Cybersecurity researchers at ReversingLabs (RL) have uncovered a new malicious Python package named dbgpkg, which masquerades as a debugging tool. Instead, it stealthily installs a backdoor on developers’ systems, enabling attackers to run malicious code and steal sensitive data. The analysis of its techniques suggests involvement by a hacktivist group aligned with Ukrainian interests, specifically targeting Russian developers.
Upon its detection on Tuesday, researchers noted that the dbgpkg package contained no actual debugging functionalities. Its design serves to trick unsuspecting developers into compromising their systems. The malicious code employs advanced methods for implanting a backdoor that remains hidden until specific functions are invoked.
The package modifies standard Python network libraries using an advanced technique known as function wrapping. This clever deployment allows the backdoor to evade detection until Python networking functions are actively utilized by the developer. According to RL’s detailed investigation, the malicious code first checks for the backdoor’s existence before executing a series of concealed commands.

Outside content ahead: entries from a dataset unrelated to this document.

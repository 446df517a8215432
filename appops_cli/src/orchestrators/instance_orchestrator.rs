//! Instance commands: list, manage and unmanage

use super::OrchestratorContext;
use anyhow::Result;
use appops_client_core::session::refresh_best_effort;
use appops_client_core::{ManageOptions, ManagedInstance, VersioningOptions};
use log::{debug, info};

/// Arguments of `appops manage`
#[derive(Debug, Clone, Default)]
pub struct ManageArgs {
    pub target_org: Option<String>,
    /// Enable checkin and checkout on the new instance
    pub versioning: bool,
    pub commit_message: Option<String>,
    pub vcs_token: Option<String>,
    pub label: Option<String>,
}

impl ManageArgs {
    fn options(&self) -> ManageOptions {
        ManageOptions {
            versioning: self
                .versioning
                .then(|| VersioningOptions::enabled(self.commit_message.clone())),
            vcs_token: self.vcs_token.clone(),
        }
    }
}

pub struct InstanceOrchestrator<'a> {
    ctx: &'a OrchestratorContext,
}

impl<'a> InstanceOrchestrator<'a> {
    pub fn new(ctx: &'a OrchestratorContext) -> Self {
        Self { ctx }
    }

    pub async fn list(&self) -> Result<Vec<ManagedInstance>> {
        Ok(self.ctx.instances().list_instances().await?)
    }

    /// Bring the target org under management, reusing an existing instance
    pub async fn manage(&self, args: &ManageArgs) -> Result<ManagedInstance> {
        let session = self
            .ctx
            .require_target_session(args.target_org.as_deref())?;
        refresh_best_effort(session.as_ref()).await;

        let instance = self
            .ctx
            .instances()
            .find_or_provision(session.as_ref(), args.label.as_deref(), &args.options())
            .await?;

        info!(
            "Org {} is managed as instance {}",
            session.org_id(),
            instance.id
        );
        Ok(instance)
    }

    /// Request removal of an instance by ID, or of the target org's instance
    pub async fn unmanage(
        &self,
        instance_id: Option<&str>,
        target_org: Option<&str>,
    ) -> Result<String> {
        let instance_id = match instance_id {
            Some(id) => id.to_string(),
            None => {
                let session = self.ctx.require_target_session(target_org)?;
                self.ctx
                    .instances()
                    .require_instance_for_org(session.org_id())
                    .await?
                    .id
            }
        };

        debug!("Unmanaging instance {instance_id}");
        self.ctx.instances().unmanage(&instance_id).await?;
        Ok(instance_id)
    }
}

#[cfg(test)]
mod tests {
    use super::*;
    use crate::config::{AppConfig, OrgProfile};
    use crate::error::{CliError, ExitCode};
    use appops_client_core::{ClientConfig, ProgressProvider};
    use appops_test_utils::{MockHubClient, builders};
    use serde_json::json;
    use std::sync::Arc;

    fn profile(org_id: &str) -> OrgProfile {
        OrgProfile {
            instance_url: format!("https://{}.example.com", org_id.to_lowercase()),
            access_token: format!("token-{org_id}"),
            org_id: org_id.to_string(),
            username: "ops@example.com".to_string(),
            user_id: None,
            org_type: "Sandbox".to_string(),
            refresh_token: None,
            client_id: None,
            login_url: "https://login.salesforce.com".to_string(),
        }
    }

    fn context(hub: &Arc<MockHubClient>) -> OrchestratorContext {
        let mut config = AppConfig {
            client: ClientConfig::test(),
            ..Default::default()
        };
        config.orgs.insert("uat".to_string(), profile("00D1"));
        OrchestratorContext::with_hub(config, hub.clone(), <dyn ProgressProvider>::null())
    }

    #[tokio::test]
    async fn test_manage_existing_instance_refreshes_connection() {
        // Arrange
        let hub = Arc::new(MockHubClient::new("00DHUB"));
        let connection_id = hub.add_record(
            "PDRI__Connection__c",
            builders::connection_record("00D1", "UAT"),
        );
        hub.add_instance(builders::instance_with_connection("00D1", "inst-1", &connection_id));
        let ctx = context(&hub);
        let args = ManageArgs {
            target_org: Some("uat".to_string()),
            ..Default::default()
        };

        // Act
        let instance = InstanceOrchestrator::new(&ctx).manage(&args).await.unwrap();

        // Assert
        assert_eq!(instance.id, "inst-1");
        let (_, _, fields) = &hub.updates()[0];
        assert_eq!(fields["PDRI__Access_Token__c"], "token-00D1");
        assert!(hub.submissions().is_empty());
    }

    #[tokio::test]
    async fn test_manage_with_versioning_sends_options() {
        let hub = Arc::new(MockHubClient::new("00DHUB"));
        hub.script_submission("job-m");
        hub.script_job_polls(
            "job-m",
            vec![builders::completed_poll(
                "job-m",
                &json!({"id": "inst-9", "platformInstanceId": "00D1"}),
            )],
        );
        let ctx = context(&hub);
        let args = ManageArgs {
            target_org: Some("uat".to_string()),
            versioning: true,
            commit_message: Some("Baseline".to_string()),
            vcs_token: Some("ghp_x".to_string()),
            label: Some("UAT".to_string()),
        };

        let instance = InstanceOrchestrator::new(&ctx).manage(&args).await.unwrap();

        assert_eq!(instance.id, "inst-9");
        let request = &hub.submissions()[0];
        assert_eq!(request.header("vcs-access-token"), Some("ghp_x"));
        assert_eq!(request.body.as_ref().unwrap()["options"]["checkin"], true);
    }

    #[tokio::test]
    async fn test_unmanage_by_org_resolves_instance() {
        let hub = Arc::new(MockHubClient::new("00DHUB"));
        hub.add_instance(builders::instance_json("00D1", "inst-1"));
        let ctx = context(&hub);

        let removed = InstanceOrchestrator::new(&ctx)
            .unmanage(None, Some("uat"))
            .await
            .unwrap();

        assert_eq!(removed, "inst-1");
        assert!(hub.instances().is_empty());
    }

    #[tokio::test]
    async fn test_unmanage_unmanaged_org_is_not_found() {
        let hub = Arc::new(MockHubClient::new("00DHUB"));
        let ctx = context(&hub);

        let error = InstanceOrchestrator::new(&ctx)
            .unmanage(None, Some("uat"))
            .await
            .unwrap_err();

        assert_eq!(CliError::from(error).exit_code(), ExitCode::NotFound);
    }

    #[tokio::test]
    async fn test_manage_without_target_is_misuse() {
        let hub = Arc::new(MockHubClient::new("00DHUB"));
        let ctx = context(&hub);

        let error = InstanceOrchestrator::new(&ctx)
            .manage(&ManageArgs::default())
            .await
            .unwrap_err();

        assert_eq!(CliError::from(error).exit_code(), ExitCode::Misuse);
    }
}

Investigators have drawn comparisons between the dbgpkg backdoor and malware previously utilized by the Phoenix Hyena hacktivist group, which has been implicated in numerous cyber attacks against Russian targets since the onset of the Ukraine conflict. This group has a history of leaking sensitive information via its Telegram channel, notably involving a breach of the cybersecurity firm Dr. Web. While RL cannot definitively attribute the new campaign exclusively to Phoenix Hyena, the pattern and timing indicate a politically charged initiative amidst ongoing geopolitical conflict.